Yep, OK. So Levi’s actually was public from 1971 to 1985, when descendants of Levi Strauss undertook a leveraged buyout to reclaim control of the company. Since then it’s been privately owned, but now they’re ready to take it back to the markets.
So why are they making a comeback and what do potential investors need to know before deciding if Levi’s is a good fit for your portfolio? We jumped head-first into the company and filings.
Let’s get started…
Levi’s seems to be in roaring health under current CEO Chip Bergh - famed across the internet for his cavalier attitude to jean hygiene.
The only CEO in the world with a ‘double denim’ clause in his contract
When he took the helm, Bergh swiftly became a transformational CEO deciding Levi’s should operate like “a 160-year-old startup”: becoming bold, agile and looking to the future, rather than living off the past.

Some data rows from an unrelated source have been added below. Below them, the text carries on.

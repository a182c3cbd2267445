use lazy_static::lazy_static;
use std::{collections::HashMap, fmt::Display};

use crate::Span;

lazy_static! {
    pub static ref RESERVED_LOOKUP: HashMap<&'static str, TokenKind> = {
        let mut map = HashMap::new();
        map.insert("let", TokenKind::Let);
        map.insert("return", TokenKind::Return);
        map.insert("fn", TokenKind::Fn);
        map.insert("if", TokenKind::If);
        map.insert("else", TokenKind::Else);
        map.insert("true", TokenKind::True);
        map.insert("false", TokenKind::False);
        map
    };
}

#[derive(Debug, PartialEq, Eq, Clone, Copy, Hash)]
pub enum TokenKind {
    EOF,
    Illegal,
    Integer,
    Identifier,

    OpenCurly,
    CloseCurly,
    OpenParen,
    CloseParen,

    Assignment, // =
    Equals,     // ==
    Not,        // !
    NotEquals,  // !=

    Less,
    Greater,

    Semicolon,
    Comma,

    Plus,
    Dash,
    Slash,
    Star,

    // Reserved
    Let,
    Fn,
    Return,
    If,
    Else,
    True,
    False,
}

impl Display for TokenKind {
    fn fmt(&self, f: &mut std::fmt::Formatter<'_>) -> std::fmt::Result {
        write!(f, "{:?}", self)
    }
}

#[derive(Debug, Clone, PartialEq)]
pub struct Token {
    pub kind: TokenKind,
    pub value: String,
    pub span: Span,
}

impl Display for Token {
    fn fmt(&self, f: &mut std::fmt::Formatter<'_>) -> std::fmt::Result {
        write!(f, "Token {{\nkind: {},\nvalue: {}}}", self.kind, self.value)
    }
}

impl Token {
    /// Builds a token with a null span, for hand-assembled token streams.
    pub fn new(kind: TokenKind, value: impl Into<String>) -> Self {
        Token {
            kind,
            value: value.into(),
            span: Span::null(),
        }
    }
}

A brand specialist from Procter & Gamble, Bergh not only polished up the Levi’s brand but also revitalised company culture, product innovation and manufacturing, with a big impact on the bottom line.

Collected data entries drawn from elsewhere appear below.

//! Parser implementation for building the Abstract Syntax Tree.
//!
//! This module contains the main Parser struct. The parser keeps a
//! two-token window (current and peek) over a lazily read token source and
//! uses a Pratt approach with NUD/LED handlers for expressions.
//!
//! It maintains lookup tables for:
//! - Statement handlers
//! - NUD (null denotation) handlers for prefix expressions
//! - LED (left denotation) handlers for infix expressions
//! - Binding powers for operator precedence
//!
//! Malformed input never aborts a parse. Each failed statement leaves one
//! diagnostic behind and parsing resumes at the next statement boundary.

use std::{collections::HashMap, mem};

use log::debug;

use crate::{
    ast::Program,
    errors::errors::{Error, ErrorImpl},
    lexer::{
        source::TokenSource,
        tokens::{Token, TokenKind},
    },
    Position, Span,
};

use super::{
    lookups::{
        create_token_lookups, BPLookup, BindingPower, LEDHandler, LEDLookup, NUDHandler, NUDLookup,
        StmtHandler, StmtLookup,
    },
    stmt::parse_stmt,
};

/// Outcome of a single parsing function. `Err` marks the point where the
/// construct could not be parsed.
pub type ParseResult<T> = Result<T, Error>;

/// The main parser structure that maintains parsing state.
pub struct Parser {
    /// Where tokens are pulled from
    source: Box<dyn TokenSource>,
    /// The first token not yet consumed
    current_token: Token,
    /// One token of lookahead
    peek_token: Token,
    /// Diagnostics recorded so far, in source order
    errors: Vec<Error>,
    /// Blocks entered and not yet closed
    block_depth: usize,
    /// Lookup table for statement parsing handlers
    stmt_lookup: StmtLookup,
    /// Lookup table for null denotation (prefix) expression handlers
    nud_lookup: NUDLookup,
    /// Lookup table for left denotation (infix) expression handlers
    led_lookup: LEDLookup,
    /// Lookup table for expression binding powers (precedence)
    binding_power_lookup: BPLookup,
}

impl Parser {
    /// Creates a new Parser reading from `source`.
    ///
    /// The lookup tables are filled and the token window is primed, so
    /// `current_token` is the first token of the input.
    pub fn new(source: impl TokenSource + 'static) -> Self {
        let mut parser = Parser {
            source: Box::new(source),
            current_token: Token::new(TokenKind::EOF, ""),
            peek_token: Token::new(TokenKind::EOF, ""),
            errors: vec![],
            block_depth: 0,
            stmt_lookup: HashMap::new(),
            nud_lookup: HashMap::new(),
            led_lookup: HashMap::new(),
            binding_power_lookup: HashMap::new(),
        };
        create_token_lookups(&mut parser);

        parser.advance();
        parser.advance();

        parser
    }

    /// Parses statements until `EOF`.
    ///
    /// Statements that fail to parse are left out of the program; their
    /// errors are available from [`Parser::errors`] afterwards.
    pub fn parse_program(&mut self) -> Program {
        let start = self.get_position();
        let mut statements = vec![];

        while !self.current_is(TokenKind::EOF) {
            match parse_stmt(self) {
                Ok(stmt) => statements.push(stmt),
                Err(error) => {
                    self.record_error(error);
                    self.synchronize();
                }
            }

            self.advance();
        }

        Program {
            statements,
            span: Span {
                start,
                end: self.get_position(),
            },
        }
    }

    /// Diagnostics recorded so far. Empty after a clean parse.
    pub fn errors(&self) -> &[Error] {
        &self.errors
    }

    /// The recorded diagnostics as plain messages.
    pub fn error_messages(&self) -> Vec<String> {
        self.errors.iter().map(|error| error.to_string()).collect()
    }

    pub fn into_errors(self) -> Vec<Error> {
        self.errors
    }

    /// Returns the current token without advancing.
    pub fn current_token(&self) -> &Token {
        &self.current_token
    }

    /// Returns the lookahead token.
    pub fn peek_token(&self) -> &Token {
        &self.peek_token
    }

    /// Returns the kind of the current token.
    pub fn current_token_kind(&self) -> TokenKind {
        self.current_token.kind
    }

    /// Returns the kind of the lookahead token.
    pub fn peek_token_kind(&self) -> TokenKind {
        self.peek_token.kind
    }

    pub fn current_is(&self, kind: TokenKind) -> bool {
        self.current_token.kind == kind
    }

    pub fn peek_is(&self, kind: TokenKind) -> bool {
        self.peek_token.kind == kind
    }

    /// Shifts the window by one token and returns the token that was current.
    pub fn advance(&mut self) -> Token {
        let next = self.source.next_token();
        let peek = mem::replace(&mut self.peek_token, next);
        mem::replace(&mut self.current_token, peek)
    }

    /// Advances only if the lookahead token is of the expected kind.
    ///
    /// # Returns
    ///
    /// Returns an UnclosedDelimiter error when a closing `)` or `}` is
    /// missing, and an UnexpectedToken error for any other mismatch.
    pub fn expect_peek(&mut self, expected_kind: TokenKind) -> ParseResult<()> {
        if self.peek_is(expected_kind) {
            self.advance();
            Ok(())
        } else {
            Err(self.peek_error(expected_kind))
        }
    }

    fn peek_error(&self, expected: TokenKind) -> Error {
        let found = self.peek_token.kind;
        let error = match expected {
            TokenKind::CloseParen | TokenKind::CloseCurly => {
                ErrorImpl::UnclosedDelimiter { expected, found }
            }
            _ => ErrorImpl::UnexpectedToken { expected, found },
        };

        Error::new(error, self.peek_token.span.start.clone())
    }

    /// Binding power of the lookahead token; `Default` for non-operators.
    pub fn peek_precedence(&self) -> BindingPower {
        *self
            .binding_power_lookup
            .get(&self.peek_token.kind)
            .unwrap_or(&BindingPower::Default)
    }

    fn record_error(&mut self, error: Error) {
        debug!("parse error at offset {}: {}", error.get_position().0, error);
        self.errors.push(error);
    }

    /// Skips to the end of the failed statement: the next `;` outside any
    /// block, or `EOF`. Blocks the error was raised in are still open, so
    /// their closing braces are skipped along with the rest.
    fn synchronize(&mut self) {
        let mut depth = self.block_depth;
        let mut skipped = 0;

        while !self.current_is(TokenKind::EOF) {
            match self.current_token.kind {
                TokenKind::Semicolon if depth == 0 => break,
                TokenKind::OpenCurly => depth += 1,
                TokenKind::CloseCurly => depth = depth.saturating_sub(1),
                _ => {}
            }

            self.advance();
            skipped += 1;
        }

        self.block_depth = 0;

        if skipped > 0 {
            debug!("skipped {} token(s) to resynchronize", skipped);
        }
    }

    pub fn enter_block(&mut self) {
        self.block_depth += 1;
    }

    pub fn leave_block(&mut self) {
        self.block_depth = self.block_depth.saturating_sub(1);
    }

    /// Returns a reference to the statement lookup table.
    pub fn get_stmt_lookup(&self) -> &StmtLookup {
        &self.stmt_lookup
    }

    /// Returns a reference to the NUD (null denotation) lookup table.
    pub fn get_nud_lookup(&self) -> &NUDLookup {
        &self.nud_lookup
    }

    /// Returns a reference to the LED (left denotation) lookup table.
    pub fn get_led_lookup(&self) -> &LEDLookup {
        &self.led_lookup
    }

    /// Returns a reference to the binding power lookup table.
    pub fn get_bp_lookup(&self) -> &BPLookup {
        &self.binding_power_lookup
    }

    /// Registers a left denotation (infix) handler for a token.
    ///
    /// # Arguments
    ///
    /// * `kind` - The token kind to register
    /// * `binding_power` - The precedence/binding power for this operator
    /// * `led_fn` - The handler function for this infix operator
    pub fn led(&mut self, kind: TokenKind, binding_power: BindingPower, led_fn: LEDHandler) {
        self.binding_power_lookup.insert(kind, binding_power);
        self.led_lookup.insert(kind, led_fn);
    }

    /// Registers a null denotation (prefix) handler for a token.
    pub fn nud(&mut self, kind: TokenKind, nud_fn: NUDHandler) {
        self.nud_lookup.insert(kind, nud_fn);
    }

    /// Registers a statement handler for a token.
    pub fn stmt(&mut self, kind: TokenKind, stmt_fn: StmtHandler) {
        self.stmt_lookup.insert(kind, stmt_fn);
    }

    /// Returns the position of the current token.
    pub fn get_position(&self) -> Position {
        self.current_token.span.start.clone()
    }
}

/// Parses everything `source` yields into a program.
///
/// This is the main entry point for parsing. It creates a parser instance
/// and returns the program together with every diagnostic recorded on the
/// way. A non-empty diagnostic list means the program is incomplete.
pub fn parse(source: impl TokenSource + 'static) -> (Program, Vec<Error>) {
    let mut parser = Parser::new(source);
    let program = parser.parse_program();

    (program, parser.into_errors())
}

So for Levi’s management, it looks like a good time to go public and use that investment to grow further.
Here are the positives.
Sales are up
Last year Levi’s generated about $5.6 billion in sales.
The below chart from QZ shows how its sales figures have grown over recent years:
Levi’s revenues grew by just under 14% in 2018, up from just under 8% in 2017.

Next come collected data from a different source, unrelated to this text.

use std::fmt::Display;

use thiserror::Error;

use crate::{lexer::tokens::TokenKind, Position};

/// A diagnostic recorded by the parser, tied to the place it was found.
#[derive(Error, Debug, Clone, PartialEq)]
#[error("{internal_error}")]
pub struct Error {
    internal_error: ErrorImpl,
    position: Position,
}

impl Error {
    pub fn new(error_impl: ErrorImpl, position: Position) -> Self {
        Error {
            internal_error: error_impl,
            position,
        }
    }

    pub fn get_position(&self) -> &Position {
        &self.position
    }

    pub fn get_kind(&self) -> &ErrorImpl {
        &self.internal_error
    }

    pub fn get_error_name(&self) -> &str {
        match &self.internal_error {
            ErrorImpl::UnexpectedToken { .. } => "UnexpectedToken",
            ErrorImpl::NoPrefixParseFn { .. } => "NoPrefixParseFn",
            ErrorImpl::IntegerParseError { .. } => "IntegerParseError",
            ErrorImpl::UnclosedDelimiter { .. } => "UnclosedDelimiter",
        }
    }

    pub fn get_tip(&self) -> ErrorTip {
        match &self.internal_error {
            // The message already names both tokens.
            ErrorImpl::UnexpectedToken { .. } => ErrorTip::None,
            ErrorImpl::NoPrefixParseFn { kind } => ErrorTip::Suggestion(format!(
                "`{}` cannot start an expression",
                kind
            )),
            ErrorImpl::IntegerParseError { token } => ErrorTip::Suggestion(format!(
                "Invalid integer: `{}`, is it above the integer limit?",
                token
            )),
            ErrorImpl::UnclosedDelimiter { expected, .. } => {
                ErrorTip::Suggestion(format!("missing closing {}", expected))
            }
        }
    }
}

pub enum ErrorTip {
    None,
    Suggestion(String),
}

impl Display for ErrorTip {
    fn fmt(&self, f: &mut std::fmt::Formatter<'_>) -> std::fmt::Result {
        match self {
            ErrorTip::None => write!(f, ""),
            ErrorTip::Suggestion(suggestion) => write!(f, "{}", suggestion),
        }
    }
}

#[derive(Error, Debug, Clone, PartialEq)]
pub enum ErrorImpl {
    #[error("expected next token to be {expected}, got {found} instead")]
    UnexpectedToken { expected: TokenKind, found: TokenKind },
    #[error("no prefix parse function for {kind} found")]
    NoPrefixParseFn { kind: TokenKind },
    #[error("could not parse {token:?} as integer")]
    IntegerParseError { token: String },
    #[error("expected closing {expected}, got {found} instead")]
    UnclosedDelimiter { expected: TokenKind, found: TokenKind },
}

To keep this growth going, Levi’s is thinking internationally. The San Francisco-based business believes it has “significant opportunity” to expand its business in emerging markets such as India and China. China makes up roughly 20% of the global apparel market, but just 4% of Levi’s sales came from China in 2017, it noted in its IPO papers.
So how have Levi’s managed to support this growth?
It’s focused on connection with young shoppers
Levi’s is an iconic brand. But for a generation of consumers it wasn’t even in the conversation when it came to buying a pair of jeans.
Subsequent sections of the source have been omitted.